_EXERCISE_:
In the entries below, find each line bearing the string "callers" and copy it.

[[ LISTED RECORDS, beginning ]]

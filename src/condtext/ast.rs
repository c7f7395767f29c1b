//! Directive tree
//!
//!     A parsed document is an ordered sequence of [`ContentNode`]s. A node is either a
//!     [`Leaf`] holding one line of content, or a [`DirectiveBlock`] holding the alternative
//!     [`Branch`]es of one `if` ... `endif` construct. Branch bodies are again content
//!     sequences, which is how blocks nest.
//!
//!     Block invariants (established by the builder):
//!         - at least one branch, the first being `if`
//!         - at most one `else`, and only as the last branch
//!         - branches in source order
//!
//!     The tree is built fresh for every run and owns all of its text.

pub mod block;
pub mod content;
pub mod document;

pub use block::{Branch, BranchKind, DirectiveBlock};
pub use content::{ContentNode, Leaf};
pub use document::Document;
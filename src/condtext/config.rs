//! Configuration loading
//!
//! `defaults/condtext.default.toml` is embedded into the binary so that docs and runtime
//! behavior stay in sync. Applications layer user-specific files on top of those defaults via
//! [`Loader`] before deserializing into [`CondtextConfig`].
//!
//! The library pipeline never reads configuration on its own: callers turn the loaded config
//! into [`PreprocessOptions`] and [`DefinedSymbols`] and pass them to each run.

use crate::condtext::generation::UnsupportedOperatorPolicy;
use crate::condtext::lexing::FallbackEol;
use crate::condtext::processor::PreprocessOptions;
use crate::condtext::symbols::DefinedSymbols;
use config::builder::DefaultState;
use config::{Config, ConfigBuilder, ConfigError, File, FileFormat, ValueKind};
use serde::Deserialize;
use std::path::Path;

const DEFAULT_TOML: &str = include_str!("../../defaults/condtext.default.toml");

/// Top-level configuration
#[derive(Debug, Clone, Deserialize)]
pub struct CondtextConfig {
    pub symbols: SymbolsConfig,
    pub evaluation: EvaluationConfig,
    pub output: OutputConfig,
    pub logging: LoggingConfig,
}

#[derive(Debug, Clone, Deserialize)]
pub struct SymbolsConfig {
    #[serde(default)]
    pub defined: Vec<String>,
}

#[derive(Debug, Clone, Deserialize)]
pub struct EvaluationConfig {
    pub unsupported_operators: UnsupportedOperatorPolicy,
}

#[derive(Debug, Clone, Deserialize)]
pub struct OutputConfig {
    pub fallback_eol: FallbackEol,
}

#[derive(Debug, Clone, Deserialize)]
pub struct LoggingConfig {
    pub level: String,
}

impl CondtextConfig {
    pub fn options(&self) -> PreprocessOptions {
        PreprocessOptions {
            unsupported_operators: self.evaluation.unsupported_operators,
            fallback_eol: self.output.fallback_eol,
        }
    }

    pub fn symbols(&self) -> DefinedSymbols {
        self.symbols.defined.iter().cloned().collect()
    }
}

/// Helper for layering user overrides over the built-in defaults.
#[derive(Debug, Clone)]
pub struct Loader {
    builder: ConfigBuilder<DefaultState>,
}

impl Loader {
    /// Start a loader seeded with the embedded defaults.
    pub fn new() -> Self {
        let builder = Config::builder().add_source(File::from_str(DEFAULT_TOML, FileFormat::Toml));
        Self { builder }
    }

    /// Layer a configuration file. Missing files trigger an error.
    pub fn with_file(mut self, path: impl AsRef<Path>) -> Self {
        let source = File::from(path.as_ref())
            .format(FileFormat::Toml)
            .required(true);
        self.builder = self.builder.add_source(source);
        self
    }

    /// Layer an optional configuration file (ignored if the file is absent).
    pub fn with_optional_file(mut self, path: impl AsRef<Path>) -> Self {
        let source = File::from(path.as_ref())
            .format(FileFormat::Toml)
            .required(false);
        self.builder = self.builder.add_source(source);
        self
    }

    /// Apply a single key/value override (useful for CLI settings).
    pub fn set_override<I>(mut self, key: &str, value: I) -> Result<Self, ConfigError>
    where
        I: Into<ValueKind>,
    {
        self.builder = self.builder.set_override(key, value)?;
        Ok(self)
    }

    /// Finalize the builder and deserialize the resulting configuration.
    pub fn build(self) -> Result<CondtextConfig, ConfigError> {
        self.builder.build()?.try_deserialize()
    }
}

impl Default for Loader {
    fn default() -> Self {
        Self::new()
    }
}

/// Convenience helper for callers that only need the defaults.
pub fn load_defaults() -> Result<CondtextConfig, ConfigError> {
    Loader::new().build()
}

#[cfg(test)]
mod tests {
    use super::*;
    use std::io::Write;

    #[test]
    fn loads_default_config() {
        let config = load_defaults().expect("defaults to deserialize");
        assert!(config.symbols.defined.is_empty());
        assert_eq!(
            config.evaluation.unsupported_operators,
            UnsupportedOperatorPolicy::Warn
        );
        assert_eq!(config.output.fallback_eol, FallbackEol::Platform);
        assert_eq!(config.logging.level, "warn");
        assert_eq!(config.options(), PreprocessOptions::default());
    }

    #[test]
    fn supports_overrides() {
        let config = Loader::new()
            .set_override("evaluation.unsupported_operators", "deny")
            .expect("override to apply")
            .set_override("output.fallback_eol", "crlf")
            .expect("override to apply")
            .build()
            .expect("config to build");
        assert_eq!(
            config.options().unsupported_operators,
            UnsupportedOperatorPolicy::Deny
        );
        assert_eq!(config.options().fallback_eol, FallbackEol::CrLf);
    }

    #[test]
    fn layers_user_file() {
        let mut file = tempfile::Builder::new()
            .suffix(".toml")
            .tempfile()
            .expect("temp file");
        writeln!(file, "[symbols]\ndefined = [\"DEBUG\", \"TRACE\"]").expect("write config");

        let config = Loader::new()
            .with_file(file.path())
            .build()
            .expect("config to build");
        let symbols = config.symbols();
        assert!(symbols.is_defined("DEBUG"));
        assert!(symbols.is_defined("TRACE"));
        assert_eq!(config.logging.level, "warn");
    }

    #[test]
    fn missing_optional_file_is_ignored() {
        let config = Loader::new()
            .with_optional_file("/nonexistent/condtext.toml")
            .build()
            .expect("config to build");
        assert!(config.symbols.defined.is_empty());
    }

    #[test]
    fn missing_required_file_fails() {
        assert!(Loader::new()
            .with_file("/nonexistent/condtext.toml")
            .build()
            .is_err());
    }
}
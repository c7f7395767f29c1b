//! Line grouping
//!
//! Groups the flat token stream into physical lines. Newline tokens end a line and are not
//! part of it. A document always has at least one line (possibly empty), and a trailing
//! Newline produces a final empty line.

use super::tokens::Token;
use std::ops::Range;

/// A physical line of the document
#[derive(Debug, Clone, PartialEq, Eq)]
pub struct Line {
    /// 1-based line number
    pub number: usize,
    /// Byte range of the line content, terminator excluded
    pub range: Range<usize>,
    pub tokens: Vec<(Token, Range<usize>)>,
}

impl Line {
    pub fn text<'a>(&self, source: &'a str) -> &'a str {
        &source[self.range.clone()]
    }
}

pub fn group_lines(tokens: Vec<(Token, Range<usize>)>, source_len: usize) -> Vec<Line> {
    let mut lines = Vec::new();
    let mut current = Vec::new();
    let mut start = 0;

    for (token, span) in tokens {
        if token.is_newline() {
            lines.push(Line {
                number: lines.len() + 1,
                range: start..span.start,
                tokens: std::mem::take(&mut current),
            });
            start = span.end;
        } else {
            current.push((token, span));
        }
    }

    lines.push(Line {
        number: lines.len() + 1,
        range: start..source_len,
        tokens: current,
    });

    lines
}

[[ LISTED RECORDS, end ]]

_TASK RESULT_:
//! The library pipeline never reads configuration on its own: callers turn the loaded config
/// Convenience helper for callers that only need the defaults.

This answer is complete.